Upper extremity arterial thromboembolism in ulcerative colitis
Georgios Tzavellas, MD, Spyridon Monastiriotis, MD, Angela Kokkosis, MD.
Stony Brook University Hospital, Stony Brook, NY, USA.

Objectives:
Peripheral arterial thromboembolic events (ATE) in the setting of ulcerative colitis flare is a very rare entity despite the well-described increased risk for venous thromboembolism(VTE). We report a patient with an ulcerative colitis flare and acute left upper extremity arterial thromboembolism.
Methods:

A 61- year-old female with a past medical history of ulcerative colitis (UC) was experiencing an uncontrolled flare for the past year. She presented with cyanosis of her left second finger, and progressively worsening paresthesias of her hand and forearm for one week, and no wrist pulses. She had no other remarkable medical history, family history and never smoked cigarettes. A CT angiogram was performed which showed abrupt occlusion of the brachial artery at the antecubital fossa on the left side. Additionally, there was nonocclusive acute thrombus occluding within the bilateral common iliac arteries without evidence of lower extremity ischemia. Left brachial artery thromboembolectomy was performed with successfully restoration of blood flow. During the hospitalization she was placed on therapeutic LMWH. Due to the ongoing UC flare, gastroenterology determined an effective medical regimen to control the flare, which included steroid therapy. Prior to discharge, the patient underwent left upper extremity duplex showing patent brachial, ulnar and radial arteries; and a complete hypercoagulable workup was otherwise negative. At one month follow up, the patient was doing well with no left upper extremity deficits and an aortoiliac duplex demonstrated resolution of bilateral common iliac artery thrombus.
Results:

Review of the literature reveals that patients with IBD (Ulcerative colitis or Crohn’s disease) are 3x more likely to have an ATE, and this risk is increased to 15x in the setting of acute flare.

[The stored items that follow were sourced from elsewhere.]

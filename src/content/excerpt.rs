//! Plain-text excerpts from markdown bodies

use pulldown_cmark::{Event, Options, Parser, Tag, TagEnd};

/// Marker separating the excerpt from the rest of a post
pub const MORE_MARKER: &str = "<!-- more -->";

/// Derive a plain-text preview from a markdown body.
///
/// Uses everything before [`MORE_MARKER`] when present, otherwise the first
/// paragraph. The result is whitespace-collapsed and at most `max_chars`
/// characters long, counting the `…` that marks a cut.
pub fn extract_excerpt(markdown: &str, max_chars: usize) -> String {
    let text = match markdown.find(MORE_MARKER) {
        Some(pos) => plain_text(&markdown[..pos]),
        None => first_paragraph(markdown),
    };
    truncate(&text, max_chars)
}

fn parser(markdown: &str) -> Parser<'_> {
    let options = Options::ENABLE_TABLES
        | Options::ENABLE_FOOTNOTES
        | Options::ENABLE_STRIKETHROUGH
        | Options::ENABLE_TASKLISTS
        | Options::ENABLE_SMART_PUNCTUATION;
    Parser::new_ext(markdown, options)
}

fn plain_text(markdown: &str) -> String {
    let mut text = String::new();

    for event in parser(markdown) {
        match event {
            Event::Text(t) | Event::Code(t) => text.push_str(&t),
            Event::SoftBreak | Event::HardBreak => text.push(' '),
            Event::End(
                TagEnd::Paragraph
                | TagEnd::Heading(_)
                | TagEnd::Item
                | TagEnd::CodeBlock
                | TagEnd::TableCell,
            ) => text.push(' '),
            _ => {}
        }
    }

    collapse_whitespace(&text)
}

fn first_paragraph(markdown: &str) -> String {
    let mut text = String::new();
    let mut in_paragraph = false;

    for event in parser(markdown) {
        match event {
            Event::Start(Tag::Paragraph) => in_paragraph = true,
            Event::End(TagEnd::Paragraph) => {
                in_paragraph = false;
                if !text.trim().is_empty() {
                    break;
                }
            }
            Event::Text(t) | Event::Code(t) if in_paragraph => text.push_str(&t),
            Event::SoftBreak | Event::HardBreak if in_paragraph => text.push(' '),
            _ => {}
        }
    }

    collapse_whitespace(&text)
}

fn collapse_whitespace(text: &str) -> String {
    text.split_whitespace().collect::<Vec<_>>().join(" ")
}

fn truncate(text: &str, max_chars: usize) -> String {
    if max_chars == 0 {
        return String::new();
    }
    if text.chars().nth(max_chars).is_none() {
        return text.to_string();
    }
    // leave room for the ellipsis
    let cut = text
        .char_indices()
        .nth(max_chars - 1)
        .map_or(text.len(), |(i, _)| i);
    format!("{}…", text[..cut].trim_end())
}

Female gender is another significant risk factor for development of ATE. The majority of the ATE events involved cerebral, coronary and mesenteric arteries, with fewer occurrences in the lower and upper extremities. Very few case reports regarding upper extremity arterial thromboembolism are available in the literature with the incidence being 0.04% among the IBD patients.
Conclusions:

Patients with inflammatory bowel disease have a significant risk for ATE, especially during acute flares. Despite the rarely reported occurrence, there should remain a high clinical suspicion, a meticulous evaluation, and aggressive management with a multidisciplinary approach to mitigate the morbidity and mortality in this population.